Being an adult is hard. Do you ever
feel like you’ve hit your limit on being responsible for the day?
Like, you’ve gone to work, cleaned the apartment, done the laundry,
and then... you get the electric bill in the mail, and it just sends
you over the edge. It’s
the metaphorical straw that
broke the camel’s back. This
happens to me sometimes. I
get really dramatic about it too. I’m like, no, I
refuse!!! F***
you electric company, I’ve
adulted enough today! I’m going to eat a
bowl of ice cream for dinner
and watch cat videos all
evening in my pajamas.
So
now, being a real adult and
all, I will be in school full time and working 3 jobs. Just like all
successful adults. In case
you’re wondering about all those jobs, I shall elaborate. 1) still
working at the lab. This is my main job and part of my degree, which
is a research based degree. 2) Still working with the older woman,
helping her with “technological” things- like answering emails,
buying books online, and printing documents from her printer. 3) The
newest of my jobs is with an organization that hosts shabbat meals,
mostly Friday nights, for groups from out of the country. Jews,
non-Jews- anyone who wants to experience an authentic shabbat meal. I
basically do the waitressing part of the meals, the setting up
beforehand, the serving of
the food (catered by the industrial area outside of Ma’ale Adumim),
and the clearing up afterwards. As surprising as this might sound,
I’m enjoying this job quite a lot more than I thought I would. It
certainly has a few perks- flexibility (I sign up on the weeks I want
to work), leftovers (cooking for one is quite a pain. It’s either
an omelet
for dinner, or an actual meal which will end up being eaten every day
for the next week), and not having to find Friday night meal plans
(which were usually just me posting my pleas for food and company on
Facebook Thursday night in the hopes that someone would take pity on
me). The most surprising thing about the job (considering I’m not
exactly what one would call a “people person”) is the
sociological aspect of the job. I get to observe from the background
all these groups of people from all over the world, and the families
hosting them. I have so far worked with a group
of respected authors and artists from the US (non-Jewish), a group of
women from the Jewish Federation (incidentally they were from the NJ
chapter) with a few lone soldiers in attendance (the women LOVED
that), a group of international students from the Moody Bible
Institute (they had LOTS of questions for the hosts- about everything
from shabbat observance, to Jews’ view on the Holy Trinity, to
Judaism’s take on women and feminism), an
extended Jewish family from Atlanta in Israel for a bar mitzvah (they
gave me their card after the meal saying that they run an
organization that gives grants and funding to groups researching
brain cancer), and groups of
mixed families from the US, Italy, China, France, and Belgium who got
matched up for a shabbat meal (Jewish and non-Jewish, with different
levels of religious observance in all religions). I
have no idea where they find these groups of people, or where these
groups of people find us, but there are many of these meals going on
all over Jerusalem on any given Friday night.
I actually
have my former roommate to thank for the job. He called me up one day
and asked if I was interested in making some extra money. The offer
sounded a bit suspicious, so I asked him if it involved the global
drug trade or organ trafficking. He responded, “no, of course not!

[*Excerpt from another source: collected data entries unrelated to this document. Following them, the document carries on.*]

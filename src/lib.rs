//! Farm water-management API: chat with provider fallback, dashboard
//! aggregation and farm records.

pub mod ai;
pub mod chat;
pub mod config;
pub mod dashboard;
pub mod error;
pub mod http;
pub mod storage;

use std::sync::Arc;

use sea_orm::DatabaseConnection;

use crate::ai::ProviderSet;
use crate::config::Config;
use crate::dashboard::{AdviceGenerator, DashboardService, OpenWeatherProvider};
use crate::http::AppState;

/// Wires providers, weather and storage into the shared state from `config`.
pub fn build_state(
    config: &Config,
    db: Arc<DatabaseConnection>,
    client: reqwest::Client,
) -> Arc<AppState> {
    let providers = ProviderSet::from_config(client.clone(), config);
    let weather = Arc::new(OpenWeatherProvider::new(
        client,
        config.openweather_api_key.clone(),
        config.openweather_base_url.clone(),
    ));
    let advice = AdviceGenerator::new(providers.get(config.chat_provider));
    let dashboard = DashboardService::new(
        db.clone(),
        weather,
        advice,
        (config.default_lat, config.default_lon),
    );

    AppState::new(db, config.chat_provider, providers, dashboard)
}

Don’t be ridiculous. It’s actually prostitution.”
In other news, I’m taking 2 years
worth of vacation intermittently over the course of 3 weeks. In fact
it may be more like 5 years worth of vacation. My parents and I just
got back from a two and a half day stint in Akko. Next week I’ll be
in Eilat for 3 days for a work conference (ok, so that’s not
EXACTLY a vacation considering our schedule is lectures and poster
sessions from 9am to 8pm every day), and perhaps a few days in Tel
Aviv with my sister and her family who will be arriving in Israel
when I’m in Eilat. Tina and David decided that flying with a 3 year
old and a 2 month old would be a bucket of laughs, but I guess you
take what you can get. In any case, it saves me from having to take
an actual
vacation and flying to the States.
The bottom line is that Johnny’s
going to be sad and probably destroy the furniture while I’m gone.
But that’s life with
Johnny.
For someone who would prefer to be in pajamas way before bedtime (and who wouldn't, really?) you are incredibly industrious. Enjoy your various mini-vacations before the next round of schooling kicks in!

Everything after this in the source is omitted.